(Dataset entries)
________________________

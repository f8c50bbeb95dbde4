//! 轨迹动画命令行工具.

use std::path::PathBuf;

use anyhow::Context;
use clap::{Args, Parser, Subcommand};

mod result;
mod runner;

/// 将降维空间中的轨迹还原为参考体数据的形变动画.
#[derive(Debug, Parser)]
#[command(name = "animate", version)]
pub struct Cli {
    /// 运行目录. 默认为 `$FLEX_RUN_DIR` 或 `$HOME/flexdata/run`.
    #[arg(long, global = true)]
    pub run_dir: Option<PathBuf>,

    /// JSON 配置文件.
    #[arg(long, global = true)]
    pub config: Option<PathBuf>,

    /// 提高日志级别, 可重复.
    #[arg(short, long, action = clap::ArgAction::Count, global = true)]
    pub verbose: u8,

    #[command(subcommand)]
    pub command: Command,
}

/// 子命令.
#[derive(Debug, Subcommand)]
pub enum Command {
    /// 生成动画.
    Animate(AnimateArgs),

    /// 打印降维坐标的直方图 (1 个坐标轴) 或散点数据 (2 至 3 个坐标轴).
    Hist(HistArgs),

    /// 选择样本并写出聚类文件.
    Cluster(ClusterArgs),

    /// 重新加载已生成的动画.
    Replay(ReplayArgs),
}

/// `animate` 参数.
#[derive(Debug, Args)]
pub struct AnimateArgs {
    /// 动画名.
    #[arg(long)]
    pub name: String,

    /// 轨迹点文本矩阵 `[T, d]`, 逐点使用.
    #[arg(long, conflicts_with = "control", required_unless_present = "control")]
    pub points: Option<PathBuf>,

    /// 控制点文本矩阵, 按弧长重采样为配置给出的点数.
    #[arg(long)]
    pub control: Option<PathBuf>,

    /// 生成后用该命令打开查看器脚本.
    #[arg(long)]
    pub viewer: Option<String>,
}

/// `hist` 参数.
#[derive(Debug, Args)]
pub struct HistArgs {
    /// 坐标轴列表, 从 1 开始, 如 `"1 2"`.
    #[arg(long, default_value = "1")]
    pub axes: String,

    /// 直方图区间数. 默认使用配置.
    #[arg(long)]
    pub bins: Option<usize>,
}

/// `cluster` 参数.
#[derive(Debug, Args)]
pub struct ClusterArgs {
    /// 聚类名.
    #[arg(long)]
    pub name: String,

    /// 按编号选择, 逗号分隔.
    #[arg(long, value_delimiter = ',')]
    pub ids: Vec<u32>,

    /// 按半径选择时的中心坐标, 空白分隔.
    #[arg(long, requires = "radius")]
    pub centre: Option<String>,

    /// 选择半径.
    #[arg(long, requires = "centre")]
    pub radius: Option<f64>,
}

/// `replay` 参数.
#[derive(Debug, Args)]
pub struct ReplayArgs {
    /// 动画名.
    #[arg(long)]
    pub name: String,

    /// 用该命令打开查看器脚本.
    #[arg(long)]
    pub viewer: Option<String>,
}

fn main() -> anyhow::Result<()> {
    let cli = Cli::parse();

    let level = match cli.verbose {
        0 => log::LevelFilter::Info,
        1 => log::LevelFilter::Debug,
        _ => log::LevelFilter::Trace,
    };
    simple_logger::SimpleLogger::new()
        .with_level(level)
        .init()
        .context("cannot initialise logger")?;

    runner::run(cli)
}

________________________

• [What the task asks] Each line of the records should be transcribed without change.

• [Final answer]
repository f8c50bbeb95dbde4
//! 轨迹动画命令行工具.

use std::path::PathBuf;

use anyhow::Context;
use clap::{Args, Parser, Subcommand};

mod result;
mod runner;

/// 将降维空间中的轨迹还原为参考体数据的形变动画.
#[derive(Debug, Parser)]
#[command(name = "animate", version)]
pub struct Cli {
    /// 运行目录. 默认为 `$FLEX_RUN_DIR` 或 `$HOME/flexdata/run`.
    #[arg(long, global = true)]
    pub run_dir: Option<PathBuf>,

    /// JSON 配置文件.
    #[arg(long, global = true)]
    pub config: Option<PathBuf>,

    /// 提高日志级别, 可重复.
    #[arg(short, long, action = clap::ArgAction::Count, global = true)]
    pub verbose: u8,

    #[command(subcommand)]
    pub command: Command,
}

/// 子命令.
#[derive(Debug, Subcommand)]
pub enum Command {
    /// 生成动画.
    Animate(AnimateArgs),

    /// 打印降维坐标的直方图 (1 个坐标轴) 或散点数据 (2 至 3 个坐标轴).
    Hist(HistArgs),

    /// 选择样本并写出聚类文件.
    Cluster(ClusterArgs),

    /// 重新加载已生成的动画.
    Replay(ReplayArgs),
}

/// `animate` 参数.
#[derive(Debug, Args)]
pub struct AnimateArgs {
    /// 动画名.
    #[arg(long)]
    pub name: String,

    /// 轨迹点文本矩阵 `[T, d]`, 逐点使用.
    #[arg(long, conflicts_with = "control", required_unless_present = "control")]
    pub points: Option<PathBuf>,

    /// 控制点文本矩阵, 按弧长重采样为配置给出的点数.
    #[arg(long)]
    pub control: Option<PathBuf>,

    /// 生成后用该命令打开查看器脚本.
    #[arg(long)]
    pub viewer: Option<String>,
}

/// `hist` 参数.
#[derive(Debug, Args)]
pub struct HistArgs {
    /// 坐标轴列表, 从 1 开始, 如 `"1 2"`.
    #[arg(long, default_value = "1")]
    pub axes: String,

    /// 直方图区间数. 默认使用配置.
    #[arg(long)]
    pub bins: Option<usize>,
}

/// `cluster` 参数.
#[derive(Debug, Args)]
pub struct ClusterArgs {
    /// 聚类名.
    #[arg(long)]
    pub name: String,

    /// 按编号选择, 逗号分隔.
    #[arg(long, value_delimiter = ',')]
    pub ids: Vec<u32>,

    /// 按半径选择时的中心坐标, 空白分隔.
    #[arg(long, requires = "radius")]
    pub centre: Option<String>,

    /// 选择半径.
    #[arg(long, requires = "centre")]
    pub radius: Option<f64>,
}

/// `replay` 参数.
#[derive(Debug, Args)]
pub struct ReplayArgs {
    /// 动画名.
    #[arg(long)]
    pub name: String,

    /// 用该命令打开查看器脚本.
    #[arg(long)]
    pub viewer: Option<String>,
}

fn main() -> anyhow::Result<()> {
    let cli = Cli::parse();

    let level = match cli.verbose {
        0 => log::LevelFilter::Info,
        1 => log::LevelFilter::Debug,
        _ => log::LevelFilter::Trace,
    };
    simple_logger::SimpleLogger::new()
        .with_level(level)
        .init()
        .context("cannot initialise logger")?;

    runner::run(cli)
}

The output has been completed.